Из буковой рощи ползет вереница телег, доверху груженных бревнами для будущего частокола. Насколько помнится, вчера роща казалась заметно гуще. Так через неделю в округе все гамадриады[27 - Гамадриады – древесные нимфы, рождающиеся вместе с деревом и умирающие с его гибелью. Просто дриады – нимфы-покровительницы деревьев; от жизни конкретного дерева их жизнь не зависела.] сдохнут! А ведь надо и харчами озаботиться. Запасы подъедают – за ушами трещит! Впрочем, если по справедливости, голова в первую очередь должна болеть у милого друга, Диомеда Тидида. У лошадей и ванактов головы большие, есть чему разболеться. Кто у нас главный, до прибытия микенских кораблей?! – Скажете, горе-лавагет в лице малыша Лигерона?

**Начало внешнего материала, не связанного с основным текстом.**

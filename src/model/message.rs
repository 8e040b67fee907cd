//! Parsed message and recipient types.

use chrono::{DateTime, Utc};

use super::attachment::{Attachment, FileAttachment};
use super::property::{tags, PropertySink, PropertyTag, PropertyValue, Properties};

/// A decoded `.msg` message.
///
/// Owns its recipients and attachments; an embedded message attachment owns
/// its nested [`Message`] in turn. There are no back references.
#[derive(Debug, Clone, Default, PartialEq, serde::Serialize)]
pub struct Message {
    /// The message's own properties (subject, sender, body, ...).
    pub properties: Properties,
    /// Recipients in directory index order.
    pub recipients: Vec<Recipient>,
    /// Attachments in directory index order, file and message alike.
    pub attachments: Vec<Attachment>,
}

impl PropertySink for Message {
    fn set_property(&mut self, tag: PropertyTag, value: PropertyValue) {
        self.properties.set(tag, value);
    }
}

impl Message {
    pub fn new() -> Self {
        Self::default()
    }

    pub fn add_recipient(&mut self, recipient: Recipient) {
        self.recipients.push(recipient);
    }

    pub fn add_attachment(&mut self, attachment: Attachment) {
        self.attachments.push(attachment);
    }

    /// Code page used for 8-bit strings of this message.
    pub fn codepage(&self) -> u32 {
        self.properties.codepage()
    }

    pub fn subject(&self) -> Option<String> {
        self.properties.text(tags::SUBJECT)
    }

    /// Plain-text body.
    pub fn body(&self) -> Option<String> {
        self.properties.text(tags::BODY)
    }

    /// HTML body. Outlook stores it either as a string or as binary in the
    /// message code page.
    pub fn html_body(&self) -> Option<String> {
        match self.properties.get_by_id(tags::BODY_HTML)? {
            PropertyValue::Binary(bytes) => {
                Some(super::codepage::decode(self.codepage(), bytes))
            }
            other => other.to_text(self.codepage()),
        }
    }

    /// Compressed RTF body, as stored.
    pub fn rtf_compressed(&self) -> Option<&[u8]> {
        self.properties.binary(tags::RTF_COMPRESSED)
    }

    pub fn message_class(&self) -> Option<String> {
        self.properties.text(tags::MESSAGE_CLASS)
    }

    pub fn sender_name(&self) -> Option<String> {
        self.properties
            .first_text(&[tags::SENDER_NAME, tags::SENT_REPRESENTING_NAME])
    }

    /// Sender address, preferring the SMTP form.
    pub fn sender_email(&self) -> Option<String> {
        self.properties
            .first_text(&[tags::SENDER_SMTP_ADDRESS, tags::SENDER_EMAIL_ADDRESS])
    }

    pub fn display_to(&self) -> Option<String> {
        self.properties.text(tags::DISPLAY_TO)
    }

    pub fn display_cc(&self) -> Option<String> {
        self.properties.text(tags::DISPLAY_CC)
    }

    pub fn display_bcc(&self) -> Option<String> {
        self.properties.text(tags::DISPLAY_BCC)
    }

    pub fn internet_message_id(&self) -> Option<String> {
        self.properties.text(tags::INTERNET_MESSAGE_ID)
    }

    /// Raw RFC 5322 headers, when the message came in over SMTP.
    pub fn transport_headers(&self) -> Option<String> {
        self.properties.text(tags::TRANSPORT_MESSAGE_HEADERS)
    }

    pub fn submit_time(&self) -> Option<DateTime<Utc>> {
        self.properties.time(tags::CLIENT_SUBMIT_TIME)
    }

    pub fn delivery_time(&self) -> Option<DateTime<Utc>> {
        self.properties.time(tags::MESSAGE_DELIVERY_TIME)
    }

    /// Hand this message's code page down to its recipients, attachments and
    /// embedded messages that do not declare one. `parent` is the code page
    /// of the message this one is embedded in.
    pub fn inherit_codepage(&mut self, parent: Option<u32>) {
        if let Some(codepage) = parent {
            self.properties.inherit_codepage(codepage);
        }
        let codepage = self.codepage();
        for recipient in &mut self.recipients {
            recipient.properties.inherit_codepage(codepage);
        }
        for attachment in &mut self.attachments {
            match attachment {
                Attachment::File(file) => file.properties.inherit_codepage(codepage),
                Attachment::Message(embedded) => {
                    embedded.properties.inherit_codepage(codepage);
                    embedded.message.inherit_codepage(Some(codepage));
                }
            }
        }
    }

    /// Visit every file attachment, descending into embedded messages
    /// depth-first. The callback receives the nesting depth (0 = this message).
    pub fn walk_attachments(&self, visit: &mut dyn FnMut(usize, &FileAttachment)) {
        self.walk_attachments_at(0, visit);
    }

    fn walk_attachments_at(&self, depth: usize, visit: &mut dyn FnMut(usize, &FileAttachment)) {
        for attachment in &self.attachments {
            match attachment {
                Attachment::File(file) => visit(depth, file),
                Attachment::Message(embedded) => {
                    embedded.message.walk_attachments_at(depth + 1, visit)
                }
            }
        }
    }
}

/// How a recipient was addressed.
#[derive(Debug, Clone, Copy, PartialEq, Eq, serde::Serialize)]
pub enum RecipientType {
    To,
    Cc,
    Bcc,
    Other(i32),
}

impl RecipientType {
    pub fn from_code(code: i32) -> Self {
        // The high bit flags a resent recipient
        match code & 0x0FFF_FFFF {
            1 => Self::To,
            2 => Self::Cc,
            3 => Self::Bcc,
            _ => Self::Other(code),
        }
    }
}

impl std::fmt::Display for RecipientType {
    fn fmt(&self, f: &mut std::fmt::Formatter<'_>) -> std::fmt::Result {
        match self {
            Self::To => write!(f, "To"),
            Self::Cc => write!(f, "Cc"),
            Self::Bcc => write!(f, "Bcc"),
            Self::Other(code) => write!(f, "type {code}"),
        }
    }
}

/// One recipient: a property mapping with no children.
#[derive(Debug, Clone, Default, PartialEq, serde::Serialize)]
pub struct Recipient {
    pub properties: Properties,
}

impl PropertySink for Recipient {
    fn set_property(&mut self, tag: PropertyTag, value: PropertyValue) {
        self.properties.set(tag, value);
    }
}

impl Recipient {
    pub fn new() -> Self {
        Self::default()
    }

    pub fn display_name(&self) -> Option<String> {
        self.properties.text(tags::DISPLAY_NAME)
    }

    /// Address, preferring the SMTP form over the native (e.g. X.500) one.
    pub fn email_address(&self) -> Option<String> {
        self.properties
            .first_text(&[tags::SMTP_ADDRESS, tags::EMAIL_ADDRESS])
    }

    /// Address type, e.g. `SMTP` or `EX`.
    pub fn address_type(&self) -> Option<String> {
        self.properties.text(tags::ADDRESS_TYPE)
    }

    pub fn recipient_type(&self) -> Option<RecipientType> {
        self.properties
            .int(tags::RECIPIENT_TYPE)
            .map(RecipientType::from_code)
    }
}

#[cfg(test)]
mod tests {
    use super::*;
    use crate::model::attachment::MsgAttachment;
    use crate::model::property::{FileTime, PropertyType};

    fn unicode(id: u16, s: &str) -> (PropertyTag, PropertyValue) {
        (
            PropertyTag::new(id, PropertyType::Unicode),
            PropertyValue::Unicode(s.to_string()),
        )
    }

    #[test]
    fn test_message_accessors() {
        let mut msg = Message::new();
        for (tag, value) in [
            unicode(tags::SUBJECT, "Weekend plan"),
            unicode(tags::SENDER_NAME, "spoj"),
            unicode(tags::SENDER_EMAIL_ADDRESS, "/O=EXCHANGE/CN=SPOJ"),
            unicode(tags::SENDER_SMTP_ADDRESS, "spoj@example.com"),
        ] {
            msg.set_property(tag, value);
        }
        msg.set_property(
            PropertyTag::new(tags::CLIENT_SUBMIT_TIME, PropertyType::Time),
            PropertyValue::Time(FileTime(133_488_360_000_000_000)),
        );

        assert_eq!(msg.subject().as_deref(), Some("Weekend plan"));
        assert_eq!(msg.sender_name().as_deref(), Some("spoj"));
        assert_eq!(msg.sender_email().as_deref(), Some("spoj@example.com"));
        assert_eq!(
            msg.submit_time().map(|t| t.to_rfc3339()).as_deref(),
            Some("2024-01-04T10:00:00+00:00")
        );
        assert!(msg.body().is_none());
    }

    #[test]
    fn test_html_body_from_binary() {
        let mut msg = Message::new();
        msg.set_property(
            PropertyTag::new(tags::BODY_HTML, PropertyType::Binary),
            PropertyValue::Binary(b"<p>caf\xE9</p>".to_vec()),
        );
        assert_eq!(msg.html_body().as_deref(), Some("<p>café</p>"));
    }

    #[test]
    fn test_recipient_type_codes() {
        assert_eq!(RecipientType::from_code(1), RecipientType::To);
        assert_eq!(RecipientType::from_code(2), RecipientType::Cc);
        assert_eq!(RecipientType::from_code(0x1000_0003), RecipientType::Bcc);
        assert_eq!(RecipientType::from_code(9), RecipientType::Other(9));
    }

    #[test]
    fn test_recipient_accessors() {
        let mut r = Recipient::new();
        let (tag, value) = unicode(tags::DISPLAY_NAME, "john");
        r.set_property(tag, value);
        let (tag, value) = unicode(tags::EMAIL_ADDRESS, "john@example.com");
        r.set_property(tag, value);
        r.set_property(
            PropertyTag::new(tags::RECIPIENT_TYPE, PropertyType::Integer32),
            PropertyValue::Integer32(2),
        );
        assert_eq!(r.display_name().as_deref(), Some("john"));
        assert_eq!(r.email_address().as_deref(), Some("john@example.com"));
        assert_eq!(r.recipient_type(), Some(RecipientType::Cc));
    }

    #[test]
    fn test_inherit_codepage_reaches_nested_entities() {
        let cyrillic = vec![0xCF, 0xF0, 0xE8, 0xE2, 0xE5, 0xF2];
        let name = PropertyTag::new(tags::DISPLAY_NAME, PropertyType::String8);

        let mut recipient = Recipient::new();
        recipient.set_property(name, PropertyValue::String8(cyrillic.clone()));
        let mut nested = Message::new();
        nested.set_property(
            PropertyTag::new(tags::SUBJECT, PropertyType::String8),
            PropertyValue::String8(cyrillic.clone()),
        );

        let mut msg = Message::new();
        msg.set_property(
            PropertyTag::new(tags::MESSAGE_CODEPAGE, PropertyType::Integer32),
            PropertyValue::Integer32(1251),
        );
        msg.add_recipient(recipient);
        msg.add_attachment(Attachment::Message(MsgAttachment::new(nested)));
        msg.inherit_codepage(None);

        assert_eq!(msg.recipients[0].display_name().as_deref(), Some("Привет"));
        let Attachment::Message(embedded) = &msg.attachments[0] else {
            panic!("expected embedded message");
        };
        assert_eq!(embedded.message.codepage(), 1251);
        assert_eq!(embedded.message.subject().as_deref(), Some("Привет"));
    }

    #[test]
    fn test_walk_attachments_descends() {
        let mut inner = Message::new();
        inner.add_attachment(Attachment::File(FileAttachment::new()));
        let mut outer = Message::new();
        outer.add_attachment(Attachment::File(FileAttachment::new()));
        outer.add_attachment(Attachment::Message(MsgAttachment::new(inner)));

        let mut depths = Vec::new();
        outer.walk_attachments(&mut |depth, _| depths.push(depth));
        assert_eq!(depths, vec![0, 1]);
    }
}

Глупость скажете: этому лишь бы мечом вдоволь помахать…

В третий раз обходя лагерь, рыжий итакиец с удовольствием отмечает: сказано – сделано. Вон, в самом центре: будущая площадь народных собраний – ее сейчас как раз утрамбовывают. А рядышком: Одиссеев шатер.

Молодцы свинопасы… как и воткнули-то, в теснотище?!

Стан ахейцев блудливой псицей выгнут вдоль побережья. На многие десятки стадий. Хвост свернулся калачиком вокруг южных дюн Сигейской бухты; морда ткнулась в вечно мокрые скалы Ройтейона, на северо-востоке. У псицы как раз течка: устье Скамандра, впадающего в море, рассекает лагерь на две неравные части. В самом интересном месте: ближе к бухте. Здесь вовсю суетятся мирмидонцы, под злобный звон науськанного троянцами комарья. Ищут броды, налаживают через реку дощатую гать для колесниц. Рядом с ними, по обе стороны реки, Одиссей, к собственному удивлению, обнаруживает аргосцев. Почему ставка временного командующего не в центре?! – Мудрит что-то синеглазый Диомед…

Или тылы себе обеспечивает, про запас?

– Наддай! Еще раз!

– Бревна! Бревна волоки!..

– А пошел ты…

Одиссей спешит повернуть обратно, едва сдерживая желание зажать уши ладонями. Или грозно прикрикнуть на человеческий табор: цыц! языки оборву! Странно. Шум и толкотня неизбежны при обустройстве лагеря – откуда раздражение? Налет брезгливости?! В конце концов, люди делом заняты, за что их бранить? Испуганной гадюкой злоба ползет прочь. Оставив мускусный, дрянной осадок.